● Provided information:
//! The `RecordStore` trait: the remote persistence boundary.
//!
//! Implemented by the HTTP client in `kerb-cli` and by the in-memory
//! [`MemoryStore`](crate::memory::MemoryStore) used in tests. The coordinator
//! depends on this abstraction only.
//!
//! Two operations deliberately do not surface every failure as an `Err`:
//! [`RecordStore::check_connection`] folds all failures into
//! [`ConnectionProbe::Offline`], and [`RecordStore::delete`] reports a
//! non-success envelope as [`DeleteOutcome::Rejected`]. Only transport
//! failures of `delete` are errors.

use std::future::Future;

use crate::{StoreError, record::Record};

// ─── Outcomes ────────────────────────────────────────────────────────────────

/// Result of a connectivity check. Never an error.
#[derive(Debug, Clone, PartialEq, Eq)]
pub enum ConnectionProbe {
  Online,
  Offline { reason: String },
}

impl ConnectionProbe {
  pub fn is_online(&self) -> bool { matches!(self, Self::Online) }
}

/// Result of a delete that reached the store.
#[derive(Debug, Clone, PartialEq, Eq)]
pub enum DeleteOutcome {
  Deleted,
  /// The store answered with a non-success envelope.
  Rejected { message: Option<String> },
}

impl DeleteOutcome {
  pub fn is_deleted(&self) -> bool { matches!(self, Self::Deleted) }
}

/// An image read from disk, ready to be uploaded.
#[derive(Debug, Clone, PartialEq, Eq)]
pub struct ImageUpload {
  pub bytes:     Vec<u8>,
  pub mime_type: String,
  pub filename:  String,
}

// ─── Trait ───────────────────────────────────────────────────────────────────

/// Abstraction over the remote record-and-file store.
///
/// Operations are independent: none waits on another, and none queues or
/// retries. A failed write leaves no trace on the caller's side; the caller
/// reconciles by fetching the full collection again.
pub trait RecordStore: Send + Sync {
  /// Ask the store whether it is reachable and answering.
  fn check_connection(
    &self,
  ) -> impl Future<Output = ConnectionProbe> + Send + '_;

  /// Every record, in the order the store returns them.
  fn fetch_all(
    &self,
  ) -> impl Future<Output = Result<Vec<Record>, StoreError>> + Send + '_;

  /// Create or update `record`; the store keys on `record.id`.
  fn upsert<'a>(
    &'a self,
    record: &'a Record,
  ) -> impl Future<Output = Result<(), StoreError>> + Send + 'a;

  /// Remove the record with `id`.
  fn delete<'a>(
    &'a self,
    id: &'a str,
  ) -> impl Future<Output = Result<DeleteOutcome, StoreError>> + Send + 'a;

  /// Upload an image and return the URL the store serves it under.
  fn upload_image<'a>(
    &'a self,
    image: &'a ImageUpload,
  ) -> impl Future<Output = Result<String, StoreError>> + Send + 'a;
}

--

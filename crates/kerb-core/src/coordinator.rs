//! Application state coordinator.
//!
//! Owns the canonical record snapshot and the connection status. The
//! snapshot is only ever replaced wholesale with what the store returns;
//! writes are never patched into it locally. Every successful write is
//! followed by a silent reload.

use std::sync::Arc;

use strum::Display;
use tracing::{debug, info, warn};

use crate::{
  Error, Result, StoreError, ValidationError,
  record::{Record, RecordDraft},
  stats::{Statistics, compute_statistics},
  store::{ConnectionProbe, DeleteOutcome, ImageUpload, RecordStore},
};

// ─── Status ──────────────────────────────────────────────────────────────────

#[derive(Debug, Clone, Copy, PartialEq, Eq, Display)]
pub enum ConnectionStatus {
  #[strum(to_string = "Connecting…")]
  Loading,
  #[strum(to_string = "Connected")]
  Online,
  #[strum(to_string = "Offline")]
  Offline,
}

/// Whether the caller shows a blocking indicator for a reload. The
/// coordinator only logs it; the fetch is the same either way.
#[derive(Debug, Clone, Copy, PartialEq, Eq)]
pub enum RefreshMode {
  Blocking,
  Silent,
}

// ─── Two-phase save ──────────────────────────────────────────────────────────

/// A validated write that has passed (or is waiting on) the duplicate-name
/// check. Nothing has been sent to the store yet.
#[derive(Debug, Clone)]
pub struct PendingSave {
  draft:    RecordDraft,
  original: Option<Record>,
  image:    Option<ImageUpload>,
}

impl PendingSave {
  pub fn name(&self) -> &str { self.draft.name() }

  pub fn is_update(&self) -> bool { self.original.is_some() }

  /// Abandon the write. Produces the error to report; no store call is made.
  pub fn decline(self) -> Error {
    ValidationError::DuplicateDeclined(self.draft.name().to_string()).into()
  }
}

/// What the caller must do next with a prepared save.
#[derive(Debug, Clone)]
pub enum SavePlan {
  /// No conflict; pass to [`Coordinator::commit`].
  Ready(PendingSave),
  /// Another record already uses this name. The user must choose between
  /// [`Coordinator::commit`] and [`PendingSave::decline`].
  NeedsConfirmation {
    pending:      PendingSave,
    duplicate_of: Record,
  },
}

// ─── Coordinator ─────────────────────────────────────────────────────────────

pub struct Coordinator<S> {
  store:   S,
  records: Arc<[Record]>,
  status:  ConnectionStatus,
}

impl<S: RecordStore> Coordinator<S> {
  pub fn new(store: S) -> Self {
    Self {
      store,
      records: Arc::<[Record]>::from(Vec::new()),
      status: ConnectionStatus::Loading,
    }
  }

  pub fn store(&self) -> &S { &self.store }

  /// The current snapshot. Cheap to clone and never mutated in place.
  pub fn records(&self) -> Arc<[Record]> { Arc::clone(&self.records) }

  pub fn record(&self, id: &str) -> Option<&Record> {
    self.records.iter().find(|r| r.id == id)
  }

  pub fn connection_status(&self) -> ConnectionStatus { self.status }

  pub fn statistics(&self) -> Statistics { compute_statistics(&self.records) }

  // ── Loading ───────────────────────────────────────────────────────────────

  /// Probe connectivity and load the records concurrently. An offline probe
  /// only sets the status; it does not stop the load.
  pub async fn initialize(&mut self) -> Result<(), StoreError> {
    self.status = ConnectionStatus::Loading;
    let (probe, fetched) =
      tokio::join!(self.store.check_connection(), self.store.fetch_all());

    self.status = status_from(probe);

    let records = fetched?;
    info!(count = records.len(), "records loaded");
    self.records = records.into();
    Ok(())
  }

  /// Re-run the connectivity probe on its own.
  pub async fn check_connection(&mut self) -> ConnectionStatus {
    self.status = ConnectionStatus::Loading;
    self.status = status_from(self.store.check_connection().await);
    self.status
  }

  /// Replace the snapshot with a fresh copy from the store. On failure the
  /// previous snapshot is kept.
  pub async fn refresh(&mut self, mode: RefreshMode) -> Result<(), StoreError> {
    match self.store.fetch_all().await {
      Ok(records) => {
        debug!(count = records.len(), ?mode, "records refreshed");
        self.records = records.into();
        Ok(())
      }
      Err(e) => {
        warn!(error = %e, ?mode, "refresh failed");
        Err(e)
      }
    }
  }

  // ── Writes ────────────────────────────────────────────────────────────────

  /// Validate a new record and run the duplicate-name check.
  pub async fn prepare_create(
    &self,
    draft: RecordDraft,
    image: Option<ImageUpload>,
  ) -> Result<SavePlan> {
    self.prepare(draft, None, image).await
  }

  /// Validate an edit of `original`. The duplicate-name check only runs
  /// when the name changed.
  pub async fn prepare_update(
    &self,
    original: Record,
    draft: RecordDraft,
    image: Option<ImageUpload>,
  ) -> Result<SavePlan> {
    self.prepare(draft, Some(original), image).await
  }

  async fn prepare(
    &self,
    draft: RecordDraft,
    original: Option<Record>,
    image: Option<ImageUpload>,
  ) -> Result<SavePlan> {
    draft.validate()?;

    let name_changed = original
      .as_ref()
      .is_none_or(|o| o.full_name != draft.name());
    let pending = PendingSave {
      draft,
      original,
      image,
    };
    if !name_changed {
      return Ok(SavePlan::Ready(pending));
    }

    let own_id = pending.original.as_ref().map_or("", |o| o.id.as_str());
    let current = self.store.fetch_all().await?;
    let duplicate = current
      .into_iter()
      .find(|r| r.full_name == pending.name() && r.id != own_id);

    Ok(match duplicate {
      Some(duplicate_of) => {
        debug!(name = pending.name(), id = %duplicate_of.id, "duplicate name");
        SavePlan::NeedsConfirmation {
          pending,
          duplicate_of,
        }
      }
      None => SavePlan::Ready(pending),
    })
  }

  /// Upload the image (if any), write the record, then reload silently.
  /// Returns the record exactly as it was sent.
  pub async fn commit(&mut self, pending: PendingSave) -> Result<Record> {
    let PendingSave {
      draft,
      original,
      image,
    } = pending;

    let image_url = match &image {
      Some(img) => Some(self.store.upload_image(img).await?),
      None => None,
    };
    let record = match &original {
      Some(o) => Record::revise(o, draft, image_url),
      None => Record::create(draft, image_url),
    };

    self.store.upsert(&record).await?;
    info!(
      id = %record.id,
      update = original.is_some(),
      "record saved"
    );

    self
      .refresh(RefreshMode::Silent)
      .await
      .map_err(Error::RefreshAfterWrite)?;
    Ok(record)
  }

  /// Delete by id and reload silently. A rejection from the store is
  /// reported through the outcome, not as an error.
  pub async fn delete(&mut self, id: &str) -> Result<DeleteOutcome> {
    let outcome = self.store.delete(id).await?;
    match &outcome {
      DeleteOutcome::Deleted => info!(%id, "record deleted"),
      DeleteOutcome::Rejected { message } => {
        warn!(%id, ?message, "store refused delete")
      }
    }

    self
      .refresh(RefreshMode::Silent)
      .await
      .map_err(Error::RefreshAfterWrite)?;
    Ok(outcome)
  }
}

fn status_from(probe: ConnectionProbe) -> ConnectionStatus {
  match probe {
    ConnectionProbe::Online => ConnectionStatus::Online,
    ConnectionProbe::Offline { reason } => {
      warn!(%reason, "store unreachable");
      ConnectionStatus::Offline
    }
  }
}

---

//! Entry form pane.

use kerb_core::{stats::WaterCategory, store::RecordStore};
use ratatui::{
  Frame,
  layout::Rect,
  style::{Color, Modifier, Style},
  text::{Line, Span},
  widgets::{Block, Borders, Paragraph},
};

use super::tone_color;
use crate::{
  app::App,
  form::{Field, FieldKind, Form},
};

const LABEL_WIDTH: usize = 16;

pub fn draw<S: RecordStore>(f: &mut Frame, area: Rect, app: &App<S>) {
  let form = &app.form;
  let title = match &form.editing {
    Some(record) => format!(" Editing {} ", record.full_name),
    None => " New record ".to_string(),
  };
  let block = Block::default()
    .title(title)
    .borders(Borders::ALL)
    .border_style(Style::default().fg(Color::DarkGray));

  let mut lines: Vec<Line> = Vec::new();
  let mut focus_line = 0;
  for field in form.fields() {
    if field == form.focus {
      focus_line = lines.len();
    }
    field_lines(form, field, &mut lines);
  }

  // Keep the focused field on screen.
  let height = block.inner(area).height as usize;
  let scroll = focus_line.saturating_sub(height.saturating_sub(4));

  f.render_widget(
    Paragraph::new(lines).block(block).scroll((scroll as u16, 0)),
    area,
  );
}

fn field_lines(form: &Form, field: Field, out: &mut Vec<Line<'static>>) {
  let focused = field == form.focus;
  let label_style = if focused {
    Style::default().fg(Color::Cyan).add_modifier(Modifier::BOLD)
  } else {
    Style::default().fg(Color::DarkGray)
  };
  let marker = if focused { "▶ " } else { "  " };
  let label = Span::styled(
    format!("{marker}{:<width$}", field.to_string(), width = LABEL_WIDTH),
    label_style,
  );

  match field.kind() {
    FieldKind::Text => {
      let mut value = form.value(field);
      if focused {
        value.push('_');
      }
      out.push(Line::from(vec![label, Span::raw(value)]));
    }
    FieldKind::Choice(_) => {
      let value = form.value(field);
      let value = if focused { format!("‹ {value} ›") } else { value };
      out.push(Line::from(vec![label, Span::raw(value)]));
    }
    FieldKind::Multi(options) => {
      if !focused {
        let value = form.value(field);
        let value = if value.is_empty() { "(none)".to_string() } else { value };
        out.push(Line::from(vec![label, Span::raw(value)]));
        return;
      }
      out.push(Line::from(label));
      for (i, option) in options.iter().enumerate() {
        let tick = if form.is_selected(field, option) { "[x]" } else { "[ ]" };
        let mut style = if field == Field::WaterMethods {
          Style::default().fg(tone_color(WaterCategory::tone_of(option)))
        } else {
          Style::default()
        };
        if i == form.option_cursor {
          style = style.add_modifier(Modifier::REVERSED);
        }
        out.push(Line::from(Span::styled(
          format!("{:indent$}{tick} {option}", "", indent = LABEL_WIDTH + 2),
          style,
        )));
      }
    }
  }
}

● Problem details:
What lines in the listing above hold the string "envelope"? List them.

● Result of this exercise:
//! non-success envelope as [`DeleteOutcome::Rejected`]. Only transport
  /// The store answered with a non-success envelope.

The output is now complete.